Recently I've struggled with my connectedness with God. My faith is still intact but I've simply not felt 'in tune' with my running mate. This has led to a lot of soul searching and its easy for that to develop into introspection which is at best a distraction from the real issue and at worst, not healthy for soul, mind or body. I'm married to a wonderful woman who is very long suffering with me but also lovingly honest!

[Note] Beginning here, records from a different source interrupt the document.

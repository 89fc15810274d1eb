//! 统一错误处理
//!
//! 数据结构本身从不失败（越界静默忽略、空读取返回哨兵值），
//! 错误类型只用于配置加载、日志初始化以及会话命令解析。

use thiserror::Error;

/// Errors raised outside the total data-structure core.
#[derive(Error, Debug)]
pub enum EngineError {
    #[error("IO error: {0}")]
    Io(#[from] std::io::Error),

    #[error("config parse error: {0}")]
    ConfigParse(#[from] toml::de::Error),

    #[error("config serialize error: {0}")]
    ConfigSerialize(#[from] toml::ser::Error),

    #[error("invalid config: {0}")]
    InvalidConfig(String),

    #[error("logging error: {0}")]
    Logging(String),

    #[error("cannot parse '{input}': {reason}")]
    Parse { input: String, reason: String },

    #[error("unknown command: {0}")]
    UnknownCommand(String),

    #[error("graph not initialized")]
    GraphNotInitialized,

    #[error("graph is limited to {limit} vertices, requested {requested}")]
    VertexLimit { limit: usize, requested: usize },

    #[error("vertex {vertex} out of range, graph has {count} vertices")]
    VertexOutOfRange { vertex: i32, count: usize },

    #[error("graph must keep at least one vertex")]
    LastVertex,
}

impl EngineError {
    pub fn parse(input: impl Into<String>, reason: impl Into<String>) -> Self {
        EngineError::Parse {
            input: input.into(),
            reason: reason.into(),
        }
    }
}

impl From<flexi_logger::FlexiLoggerError> for EngineError {
    fn from(err: flexi_logger::FlexiLoggerError) -> Self {
        EngineError::Logging(err.to_string())
    }
}

/// 统一的结果类型
pub type EngineResult<T> = Result<T, EngineError>;
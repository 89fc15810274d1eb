//! 图算法依赖的基础容器
//!
//! 单链表队列/栈以及支持重复顶点条目（惰性删除）的最小优先队列

pub mod priority_queue;
pub mod queue;
pub mod stack;

pub use priority_queue::{MinHeap, PqEntry};
pub use queue::Queue;
pub use stack::Stack;
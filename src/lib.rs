//! Algoviz - an in-memory algorithms engine
//!
//! This crate provides a mode-switchable binary heap, an AVL tree with rotation
//! tracking, an adjacency-matrix graph with BFS/DFS/Dijkstra/Prim, and a
//! fixed-bucket chaining hash table. Every structure serializes its state to a
//! canonical bracketed text form consumed by visualizers.

pub mod collections;
pub mod config;
pub mod core;
pub mod graph;
pub mod services;
pub mod structures;
pub mod utils;

pub use crate::core::{EngineError, EngineResult};
pub use crate::graph::Graph;
pub use crate::services::Session;
pub use crate::structures::{AvlTree, BinaryHeap, HashTable, HeapMode};
use serde::{Deserialize, Serialize};
use std::fs;
use std::path::Path;

use crate::core::{EngineError, EngineResult, DEFAULT_HEAP_CAPACITY};

/// 日志配置
#[derive(Debug, Deserialize, Serialize, Clone, PartialEq)]
#[serde(default)]
pub struct LogConfig {
    pub level: String,
    pub dir: String,
    pub file: String,
    pub max_file_size: u64,
    pub max_files: usize,
}

impl Default for LogConfig {
    fn default() -> Self {
        Self {
            level: "info".to_string(),
            dir: "logs".to_string(),
            file: "algoviz".to_string(),
            max_file_size: 10 * 1024 * 1024, // 10MB
            max_files: 5,
        }
    }
}

/// 会话层使用的容量限制
#[derive(Debug, Deserialize, Serialize, Clone, PartialEq)]
#[serde(default)]
pub struct LimitsConfig {
    /// 会话中二叉堆的固定容量
    pub heap_capacity: usize,
    /// 会话中图允许的最大顶点数
    pub max_graph_vertices: usize,
}

impl Default for LimitsConfig {
    fn default() -> Self {
        Self {
            heap_capacity: DEFAULT_HEAP_CAPACITY,
            max_graph_vertices: 15,
        }
    }
}

#[derive(Debug, Deserialize, Serialize, Clone, PartialEq, Default)]
#[serde(default)]
pub struct Config {
    pub log: LogConfig,
    pub limits: LimitsConfig,
}

impl Config {
    pub fn load<P: AsRef<Path>>(path: P) -> EngineResult<Self> {
        let content = fs::read_to_string(path)?;
        let config = Self::from_toml(&content)?;
        Ok(config)
    }

    pub fn from_toml(content: &str) -> EngineResult<Self> {
        let config: Config = toml::from_str(content)?;
        config.validate()?;
        Ok(config)
    }

    pub fn save<P: AsRef<Path>>(&self, path: P) -> EngineResult<()> {
        fs::write(path, self.to_toml()?)?;
        Ok(())
    }

    pub fn to_toml(&self) -> EngineResult<String> {
        Ok(toml::to_string_pretty(self)?)
    }

    pub fn validate(&self) -> EngineResult<()> {
        if self.limits.heap_capacity == 0 {
            return Err(EngineError::InvalidConfig(
                "limits.heap_capacity must be at least 1".to_string(),
            ));
        }
        if self.limits.max_graph_vertices == 0 {
            return Err(EngineError::InvalidConfig(
                "limits.max_graph_vertices must be at least 1".to_string(),
            ));
        }
        Ok(())
    }
}
// 工具模块 - 仅用于导出各个子模块，不包含具体实现

// 日志模块
pub mod logging;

During this time, I've taken to looking again at Mark's Gospel. I'm a simple soul and this book is easier for me to undertsand than others - it also gives a very useful insight into the character of Jesus. He was a man for the people and on a daily basis expended a huge amount of energy of being with people and helping them physically, spiritually, mentally and emotionally. This meant that He needed to recharge the batteries on a regular basis and we see him either getting physical rest by getting in a boat for example and sleeping so deeply that not even a force 8 gale could wake Him, but more often just taking Himself off up a hill where He needed a 'one on one' with his Father. Then the cycle would start again as He was in shape to handle the multitude of people who would come flocking on a daily basis. He knew the importance of connectedness and being in tune and yet...........this very same Jesus would be found in such a state of depression, despair and fear crying out 'Father, where are you? I need you now more than ever' ..........and finding there was no answer.
Recently I read an article about Mother Teresa entitled 'the dark night of the soul' where she talked about the closeness and connectedness she had with God at the start of her ministry but one day that just stopped and for the rest of her ministry (and most fruitful part incidentally) to the poor in Calcutta she did not feel at all connected to her heavenly Father, the one who was her drive and motivation and reason for living.
Jesus found no answer in that dark dark moment but God's answer came, not immediately but, in an totally awesome way less than three days later when light, life and hope combined on Resurrection Day.
I suspect there's a lot of people who can relate to Mother Teresa. A lot of it doesn't make sense to me but rather than getting over analytical, as befits me I'm keeping it simple. What I'm learning is that my faith is less about feeling and more about fact. I may not wake each day with a cosy warm feeling inside but I stand on the promise that God 'is and will always be' .....and right now thats enough.